Homeland Security Secretary Alejandro Mayorkas is warning that the Federal Emergency Management Agency won't have enough funding to last through the hurricane season.
The agency is now responding to the devastation from Hurricane Helene delivering critical supplies to those devastated by the storm in states including North Carolina, Florida and Georgia.
Mayorkas in making the warning Wednesday did not specify how much more money it would request from Congress.
Congress before leaving last week for recess until after the Nov. 5 election passed a stopgap spending measure to keep the government fully operational through next month that included an additional $16 billion for FEMA.
However, preliminary assessments of the damage by Helene across six southeastern states from Moody’s and others find cleanup and recover cost hundreds of millions, according to The New York Times.
President Biden has suggested Congress might have to return to Capitol Hill to pass additional funding, and 12 senators have made such a request. But House GOP Speaker Mike Johnson has said no to the idea, arguing in part the federal government still needs to get a proposal together.
Conservative Republicans have argued that FEMA would have more money if it didn't spend close to $1 billion to respond to the influx of migrants the Biden administration has released into the U.S.

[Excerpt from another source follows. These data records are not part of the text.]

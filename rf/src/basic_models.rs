use std::collections::BTreeMap;

use itertools::Itertools;
use serde::{Deserialize, Serialize};

/// Nutrient codes shown on the nutrition breakdown, in display order.
pub const KEY_NUTRIENTS: [&str; 9] = [
    "ENERC_KCAL",
    "FAT",
    "FASAT",
    "CHOCDF",
    "FIBTG",
    "SUGAR",
    "PROCNT",
    "CHOLE",
    "NA",
];

/// Above this total weight (grams) a recipe is reported as the long cook time.
const LONG_COOK_WEIGHT: f64 = 1000.0;

/// A recipe as returned by the recipe API.
///
/// Recipes are never mutated after they are deserialized; the `uri` is the
/// stable identity used for favorites and de-duplication.
#[derive(Debug, Deserialize, Serialize, Clone, PartialEq)]
#[serde(rename_all = "camelCase")]
pub struct Recipe {
    pub uri: String,
    pub label: String,
    #[serde(default)]
    pub image: String,
    #[serde(default)]
    pub source: String,
    #[serde(default)]
    pub url: String,
    /// Serving count. The API sends this as a float (`4.0`).
    #[serde(default = "one")]
    pub r#yield: f64,
    #[serde(default)]
    pub diet_labels: Vec<String>,
    #[serde(default)]
    pub health_labels: Vec<String>,
    #[serde(default)]
    pub cautions: Vec<String>,
    #[serde(default)]
    pub ingredient_lines: Vec<String>,
    #[serde(default)]
    pub calories: f64,
    #[serde(default)]
    pub total_weight: f64,
    #[serde(default)]
    pub cuisine_type: Vec<String>,
    #[serde(default)]
    pub meal_type: Vec<String>,
    #[serde(default)]
    pub dish_type: Vec<String>,
    #[serde(default)]
    pub total_nutrients: BTreeMap<String, Nutrient>,
}

fn one() -> f64 {
    1.0
}

#[derive(Debug, Deserialize, Serialize, Clone, PartialEq)]
pub struct Nutrient {
    pub label: String,
    pub quantity: f64,
    pub unit: String,
}

/// One line of the per-serving nutrition breakdown.
#[derive(Debug, Serialize, Clone, PartialEq)]
pub struct NutrientServing {
    pub code: String,
    pub label: String,
    pub amount: i64,
    pub unit: String,
}

impl Recipe {
    /// Serving count, never less than one.
    pub fn servings(&self) -> u32 {
        if self.r#yield.is_finite() && self.r#yield >= 1.0 {
            self.r#yield.round() as u32
        } else {
            1
        }
    }

    /// Coarse cook time derived from the total weight.
    pub fn time_estimate(&self) -> &'static str {
        if self.total_weight > LONG_COOK_WEIGHT {
            "60+ min"
        } else {
            "30+ min"
        }
    }

    pub fn primary_cuisine(&self) -> Option<&str> {
        self.cuisine_type.first().map(String::as_str)
    }

    pub fn primary_meal(&self) -> Option<&str> {
        self.meal_type.first().map(String::as_str)
    }

    pub fn primary_dish(&self) -> Option<&str> {
        self.dish_type.first().map(String::as_str)
    }

    /// Key nutrients divided by the yield and rounded.
    ///
    /// Fractional yields are used as-is; a yield below one counts as one.
    /// Nutrients the recipe does not report are skipped.
    pub fn per_serving_nutrients(&self) -> Vec<NutrientServing> {
        let servings = if self.r#yield.is_finite() && self.r#yield >= 1.0 {
            self.r#yield
        } else {
            1.0
        };
        KEY_NUTRIENTS
            .iter()
            .filter_map(|code| {
                self.total_nutrients.get(*code).map(|n| NutrientServing {
                    code: code.to_string(),
                    label: n.label.clone(),
                    amount: (n.quantity / servings).round() as i64,
                    unit: n.unit.clone(),
                })
            })
            .collect()
    }

    /// All classification labels, diet first, for badges and summaries.
    pub fn badges(&self) -> Vec<&str> {
        self.diet_labels
            .iter()
            .chain(self.health_labels.iter())
            .map(String::as_str)
            .unique()
            .collect()
    }
}

/// Round to a whole number and group thousands with commas, e.g. `12,345`.
pub fn format_calories(calories: f64) -> String {
    let rounded = calories.round() as i64;
    let digits = rounded.unsigned_abs().to_string();
    let grouped = digits
        .as_bytes()
        .rchunks(3)
        .rev()
        .map(|chunk| std::str::from_utf8(chunk).unwrap_or_default())
        .join(",");
    if rounded < 0 {
        format!("-{}", grouped)
    } else {
        grouped
    }
}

In fiscal 2024, FEMA provided $640.9 million for the “Shelter and Services Program" to "enable non-federal entities to off-set allowable costs incurred for services associated with noncitizen migrant arrivals in their communities."
The Federalist reported that FEMA spent about $364 million on that program in FY2023 "to provide humanitarian services to noncitizen migrants following their release from the Department of Homeland Security (DHS)."